We initially thought we'd have to add 1902 to 1934 and 2002 as a year in which the president gained seats in both chambers. On Election Day 1902, Theodore Roosevelt's Republicans gained two seats in the Senate and seven in the House -- but we found the Democrats also gained seats in the House, 25 to be precise. How was that possible? It was because Congress had enlarged the House to account for population growth, from 357 seats before the election to 386 seats after. (The House didn't reach its current 435 seats until 1913.) So because of this oddity, we'll leave 1902 out.
.
.
They aren’t asking themselves why the trend existed and they aren’t looking at individual elections closely enough. If a trend existed, but you don’t know why it existed or you don’t investigate and determine if the reasons for the trend still apply, then you are blindly following a trend that may no longer hold. The trend under consideration is that the political party which just took over the White House from the other party tends to lose Congressional seats in the first midterm with 2 exceptions since WW2. FDR’s first midterm was an exception because he was combatting the Great Depression. GWB was an exception because of 9-11.
A successful presidential candidate may campaign on an agenda that has the support a strong majority, but because of the anti-majoritarian nature of the Senate, it can’t be passed. Therefore, the supporters of the president are not only complacent because they won, but they are irritated because the campaign promises weren’t kept. The other side is motivated because they lost.
.
They aren’t taking into account several factors: candidate quality and extremism and the anti-democracy fascist nature of the Trump Republican MAGAt party and Trump’s bigfoot presence and the Republican Supreme Court makes it seem like the Democratic Party is not actually really in power. There is only so much that can be gained in gerrymandering for the Republicans because they have already gerrymandered the maps so much. The republicans are hurt because their voters are such extremists. As a result, it’s difficult or even impossible in many cases for a more mainstream republican to win the primary. If they pick an extreme enough candidate, then gerrymandering may not be enough to save that candidate.

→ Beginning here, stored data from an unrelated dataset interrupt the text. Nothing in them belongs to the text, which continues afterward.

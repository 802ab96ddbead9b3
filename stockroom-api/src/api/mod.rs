//! HTTP API handlers for stockroom-api

pub mod auth;
pub mod health;
pub mod materials;

pub use auth::auth_middleware;
pub use health::health_routes;
pub use materials::material_routes;
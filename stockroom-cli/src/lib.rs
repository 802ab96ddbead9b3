//! stockroom-cli library
//!
//! Terminal client for stockroom-api: login sessions with role gating,
//! filtered listing, and the create/edit/delete flows.

pub mod client;
pub mod config;
pub mod error;
pub mod filter;
pub mod form;
pub mod session;

pub use crate::client::{resolve_photo_url, ApiClient};
pub use crate::error::{ClientError, Result};
pub use crate::filter::MaterialFilter;
pub use crate::form::{MaterialForm, PhotoPreview};
pub use crate::session::{Session, SessionStore};
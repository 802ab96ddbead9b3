//! Error types for stockroom-api
//!
//! Every error response carries `{"error": "<message>"}`. Internal failures
//! are logged with detail and answered with a generic message.

use axum::{
    extract::multipart::MultipartError,
    extract::multipart::MultipartRejection,
    extract::rejection::PathRejection,
    http::StatusCode,
    response::{IntoResponse, Response},
    Json,
};
use serde_json::json;
use thiserror::Error;
use tracing::error;

/// API error type
#[derive(Debug, Error)]
pub enum ApiError {
    /// Resource not found (404)
    #[error("{0}")]
    NotFound(String),

    /// Invalid request (400)
    #[error("{0}")]
    BadRequest(String),

    /// Duplicate material code (409)
    #[error("{0}")]
    Conflict(String),

    /// Request body over the configured limit (413)
    #[error("{0}")]
    PayloadTooLarge(String),

    /// Internal server error (500)
    #[error("Internal server error: {0}")]
    Internal(String),

    /// IO error (photo store)
    #[error("IO error: {0}")]
    Io(#[from] std::io::Error),
}

impl From<stockroom_common::Error> for ApiError {
    fn from(err: stockroom_common::Error) -> Self {
        use stockroom_common::Error;

        match err {
            Error::NotFound(what) => ApiError::NotFound(format!("{} not found", what)),
            Error::InvalidInput(msg) => ApiError::BadRequest(msg),
            Error::Conflict(msg) => ApiError::Conflict(msg),
            Error::Io(e) => ApiError::Io(e),
            other => ApiError::Internal(other.to_string()),
        }
    }
}

impl From<MultipartError> for ApiError {
    fn from(err: MultipartError) -> Self {
        if err.status() == StatusCode::PAYLOAD_TOO_LARGE {
            return ApiError::PayloadTooLarge(err.body_text());
        }
        ApiError::BadRequest(format!("Invalid multipart body: {}", err.body_text()))
    }
}

impl From<MultipartRejection> for ApiError {
    fn from(rejection: MultipartRejection) -> Self {
        if rejection.status() == StatusCode::PAYLOAD_TOO_LARGE {
            return ApiError::PayloadTooLarge(rejection.body_text());
        }
        ApiError::BadRequest(rejection.body_text())
    }
}

impl From<PathRejection> for ApiError {
    fn from(rejection: PathRejection) -> Self {
        ApiError::BadRequest(rejection.body_text())
    }
}

impl IntoResponse for ApiError {
    fn into_response(self) -> Response {
        let (status, message) = match self {
            ApiError::NotFound(msg) => (StatusCode::NOT_FOUND, msg),
            ApiError::BadRequest(msg) => (StatusCode::BAD_REQUEST, msg),
            ApiError::Conflict(msg) => (StatusCode::CONFLICT, msg),
            ApiError::PayloadTooLarge(msg) => (StatusCode::PAYLOAD_TOO_LARGE, msg),
            ApiError::Internal(detail) => {
                error!("Internal error: {}", detail);
                (
                    StatusCode::INTERNAL_SERVER_ERROR,
                    "Internal server error".to_string(),
                )
            }
            ApiError::Io(err) => {
                error!("I/O error: {}", err);
                (
                    StatusCode::INTERNAL_SERVER_ERROR,
                    "Internal server error".to_string(),
                )
            }
        };

        let body = Json(json!({
            "error": message,
        }));

        (status, body).into_response()
    }
}

/// Result type for API handlers
pub type ApiResult<T> = Result<T, ApiError>;
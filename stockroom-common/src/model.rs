//! Material record model
//!
//! `Material` is both the database row and the JSON wire format (camelCase
//! field names, as consumed by the client).

use chrono::{DateTime, Utc};
use serde::{Deserialize, Serialize};

use crate::text::normalize_field;
use crate::{Error, Result};

/// Inventory item record
#[derive(Debug, Clone, PartialEq, Eq, Serialize, Deserialize)]
#[cfg_attr(feature = "sqlx", derive(sqlx::FromRow))]
#[serde(rename_all = "camelCase")]
pub struct Material {
    /// System-assigned identifier
    pub id: i64,
    /// Business key, unique, uppercase
    pub code: String,
    pub description: String,
    pub category: String,
    /// Relative (`/uploads/<file>`) or legacy absolute URL
    pub photo_url: Option<String>,
    pub created_at: DateTime<Utc>,
    pub updated_at: DateTime<Utc>,
}

/// Normalized editable fields of a material
///
/// Construct through [`MaterialFields::new`] so that every write path
/// persists the same normalized text.
#[derive(Debug, Clone, PartialEq, Eq)]
pub struct MaterialFields {
    code: String,
    description: String,
    category: String,
}

impl MaterialFields {
    /// Normalize and validate raw field values
    ///
    /// Code and description are required; category may be empty.
    ///
    /// # Examples
    ///
    /// ```
    /// use stockroom_common::MaterialFields;
    ///
    /// let fields = MaterialFields::new("ele-001", "disjuntor", "elétrica").unwrap();
    /// assert_eq!(fields.code(), "ELE-001");
    /// assert_eq!(fields.category(), "ELÉTRICA");
    ///
    /// assert!(MaterialFields::new("  ", "disjuntor", "").is_err());
    /// ```
    pub fn new(code: &str, description: &str, category: &str) -> Result<Self> {
        let code = normalize_field(code);
        let description = normalize_field(description);

        if code.is_empty() {
            return Err(Error::InvalidInput("code is required".to_string()));
        }
        if description.is_empty() {
            return Err(Error::InvalidInput("description is required".to_string()));
        }

        Ok(Self {
            code,
            description,
            category: normalize_field(category),
        })
    }

    pub fn code(&self) -> &str {
        &self.code
    }

    pub fn description(&self) -> &str {
        &self.description
    }

    pub fn category(&self) -> &str {
        &self.category
    }
}
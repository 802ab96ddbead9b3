//! Shared helpers for stockroom-api integration tests

#![allow(dead_code)]

use axum::{
    body::Body,
    http::{Request, Response},
    Router,
};
use http_body_util::BodyExt;
use serde_json::Value;
use std::path::PathBuf;
use std::sync::Arc;
use stockroom_api::{build_router, AppState, PhotoStore};
use stockroom_common::auth::StaticApiKey;
use stockroom_common::db::init_database;
use tempfile::TempDir;

pub const API_KEY: &str = "test-secret";
pub const BOUNDARY: &str = "----stockroom-test-boundary";

/// Test application backed by a temp-dir database and photo store
pub struct TestApp {
    pub dir: TempDir,
    pub state: AppState,
}

impl TestApp {
    /// App with API key checking enabled
    pub async fn new() -> Self {
        Self::with_key(API_KEY).await
    }

    /// App with an explicit key ("" disables checking)
    pub async fn with_key(key: &str) -> Self {
        let dir = TempDir::new().unwrap();
        let db = init_database(&dir.path().join("stockroom.db")).await.unwrap();
        let photos = PhotoStore::new(dir.path().join("uploads"));
        photos.ensure_dir().await.unwrap();

        let state = AppState::new(db, photos, Arc::new(StaticApiKey::new(key)));
        Self { dir, state }
    }

    pub fn router(&self) -> Router {
        build_router(self.state.clone())
    }

    pub fn uploads_dir(&self) -> PathBuf {
        self.dir.path().join("uploads")
    }

    /// Number of files currently in the photo store
    pub fn photo_count(&self) -> usize {
        std::fs::read_dir(self.uploads_dir()).unwrap().count()
    }

    pub fn photo_path(&self, url: &str) -> PathBuf {
        self.state.photos.path_for_url(url).unwrap()
    }
}

/// Multipart body with text fields and an optional `photo` file part
pub fn multipart_body(fields: &[(&str, &str)], photo: Option<(&str, &[u8])>) -> Vec<u8> {
    let mut body = Vec::new();

    for (name, value) in fields {
        body.extend_from_slice(format!("--{}\r\n", BOUNDARY).as_bytes());
        body.extend_from_slice(
            format!("Content-Disposition: form-data; name=\"{}\"\r\n\r\n", name).as_bytes(),
        );
        body.extend_from_slice(value.as_bytes());
        body.extend_from_slice(b"\r\n");
    }

    if let Some((file_name, bytes)) = photo {
        body.extend_from_slice(format!("--{}\r\n", BOUNDARY).as_bytes());
        body.extend_from_slice(
            format!(
                "Content-Disposition: form-data; name=\"photo\"; filename=\"{}\"\r\n",
                file_name
            )
            .as_bytes(),
        );
        body.extend_from_slice(b"Content-Type: image/jpeg\r\n\r\n");
        body.extend_from_slice(bytes);
        body.extend_from_slice(b"\r\n");
    }

    body.extend_from_slice(format!("--{}--\r\n", BOUNDARY).as_bytes());
    body
}

/// Multipart request carrying the test API key
pub fn multipart_request(
    method: &str,
    uri: &str,
    fields: &[(&str, &str)],
    photo: Option<(&str, &[u8])>,
) -> Request<Body> {
    Request::builder()
        .method(method)
        .uri(uri)
        .header("x-api-key", API_KEY)
        .header(
            "content-type",
            format!("multipart/form-data; boundary={}", BOUNDARY),
        )
        .body(Body::from(multipart_body(fields, photo)))
        .unwrap()
}

/// Body-less request carrying the test API key
pub fn request(method: &str, uri: &str) -> Request<Body> {
    Request::builder()
        .method(method)
        .uri(uri)
        .header("x-api-key", API_KEY)
        .body(Body::empty())
        .unwrap()
}

/// Collect a response body as JSON
pub async fn json_body(response: Response<Body>) -> Value {
    let bytes = response.into_body().collect().await.unwrap().to_bytes();
    serde_json::from_slice(&bytes).expect("Should parse JSON")
}

/// Collect a response body as raw bytes
pub async fn raw_body(response: Response<Body>) -> Vec<u8> {
    response
        .into_body()
        .collect()
        .await
        .unwrap()
        .to_bytes()
        .to_vec()
}
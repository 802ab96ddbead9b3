//! HTTP client for stockroom-api
//!
//! Every request carries the shared secret in the `x-api-key` header. A 401
//! becomes [`ClientError::Unauthorized`]; other failures carry the server's
//! `error` detail.

use reqwest::multipart::{Form, Part};
use reqwest::{Response, StatusCode};
use serde::de::DeserializeOwned;
use serde::Deserialize;
use std::time::Duration;
use stockroom_common::auth::API_KEY_HEADER;
use stockroom_common::Material;
use tracing::debug;

use crate::error::{ClientError, Result};
use crate::form::MaterialForm;

/// Error body returned by the API
#[derive(Debug, Deserialize)]
struct ErrorBody {
    error: String,
}

#[derive(Debug, Deserialize)]
struct MessageBody {
    message: String,
}

/// stockroom-api client
#[derive(Debug, Clone)]
pub struct ApiClient {
    http_client: reqwest::Client,
    base_url: String,
    api_key: String,
}

impl ApiClient {
    pub fn new(base_url: &str, api_key: &str) -> Result<Self> {
        let http_client = reqwest::Client::builder()
            .timeout(Duration::from_secs(30))
            .build()?;

        Ok(Self {
            http_client,
            base_url: base_url.trim_end_matches('/').to_string(),
            api_key: api_key.to_string(),
        })
    }

    pub fn base_url(&self) -> &str {
        &self.base_url
    }

    fn url(&self, path: &str) -> String {
        format!("{}{}", self.base_url, path)
    }

    /// All materials, newest first
    pub async fn list(&self) -> Result<Vec<Material>> {
        debug!("GET /materiais");
        let response = self
            .http_client
            .get(self.url("/materiais"))
            .header(API_KEY_HEADER, &self.api_key)
            .send()
            .await?;

        decode(check(response).await?).await
    }

    /// POST for a new form, PUT for an edit form
    pub async fn submit(&self, form: &MaterialForm) -> Result<Material> {
        let body = multipart(form).await?;

        let request = match form.editing {
            Some(id) => {
                debug!("PUT /materiais/{}", id);
                self.http_client.put(self.url(&format!("/materiais/{}", id)))
            }
            None => {
                debug!("POST /materiais");
                self.http_client.post(self.url("/materiais"))
            }
        };

        let response = request
            .header(API_KEY_HEADER, &self.api_key)
            .multipart(body)
            .send()
            .await?;

        decode(check(response).await?).await
    }

    /// Delete by id; returns the server's confirmation message
    pub async fn delete(&self, id: i64) -> Result<String> {
        debug!("DELETE /materiais/{}", id);
        let response = self
            .http_client
            .delete(self.url(&format!("/materiais/{}", id)))
            .header(API_KEY_HEADER, &self.api_key)
            .send()
            .await?;

        let body: MessageBody = decode(check(response).await?).await?;
        Ok(body.message)
    }
}

/// Multipart body from a validated form
async fn multipart(form: &MaterialForm) -> Result<Form> {
    let fields = form.validate()?;

    let mut body = Form::new()
        .text("code", fields.code().to_string())
        .text("description", fields.description().to_string())
        .text("category", fields.category().to_string());

    if let Some(path) = form.photo_to_upload() {
        let bytes = tokio::fs::read(path).await?;
        let file_name = path
            .file_name()
            .map(|n| n.to_string_lossy().into_owned())
            .unwrap_or_else(|| "photo".to_string());
        body = body.part("photo", Part::bytes(bytes).file_name(file_name));
    }

    Ok(body)
}

/// Pass successful responses through; map failures to [`ClientError`]
async fn check(response: Response) -> Result<Response> {
    let status = response.status();

    if status.is_success() {
        return Ok(response);
    }

    if status == StatusCode::UNAUTHORIZED {
        return Err(ClientError::Unauthorized);
    }

    let text = response.text().await.unwrap_or_default();
    let message = serde_json::from_str::<ErrorBody>(&text)
        .map(|body| body.error)
        .unwrap_or_else(|_| {
            if text.is_empty() {
                status.canonical_reason().unwrap_or("Unknown error").to_string()
            } else {
                text
            }
        });

    Err(ClientError::Server {
        status: status.as_u16(),
        message,
    })
}

/// Parse a successful response body
///
/// A body that cannot be read or parsed is reported as an unexpected
/// response, not a connection failure.
async fn decode<T: DeserializeOwned>(response: Response) -> Result<T> {
    let text = response.text().await?;
    serde_json::from_str(&text).map_err(|e| ClientError::InvalidResponse(e.to_string()))
}

/// Absolute URL for a stored photo
///
/// Relative URLs (`/uploads/<file>`) are joined to the API base; absolute
/// URLs from older records are returned unchanged.
pub fn resolve_photo_url(base_url: &str, photo_url: &str) -> String {
    if photo_url.starts_with("http://") || photo_url.starts_with("https://") {
        return photo_url.to_string();
    }

    let base = base_url.trim_end_matches('/');
    if photo_url.starts_with('/') {
        format!("{}{}", base, photo_url)
    } else {
        format!("{}/{}", base, photo_url)
    }
}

Analysts / pollsters/pundits have to decide what they think that the electorate for 2022 will look like. If you pick the wrong electorate, then your polls and your conclusions will be worthless. The only protection from that is the generic ballot, but that may be affected by the demographics expected. And that may be based upon the “historical trend”. Special elections are important.
I think there is a good chance that we retain the House and make a gain of 2 seats in the US Senate.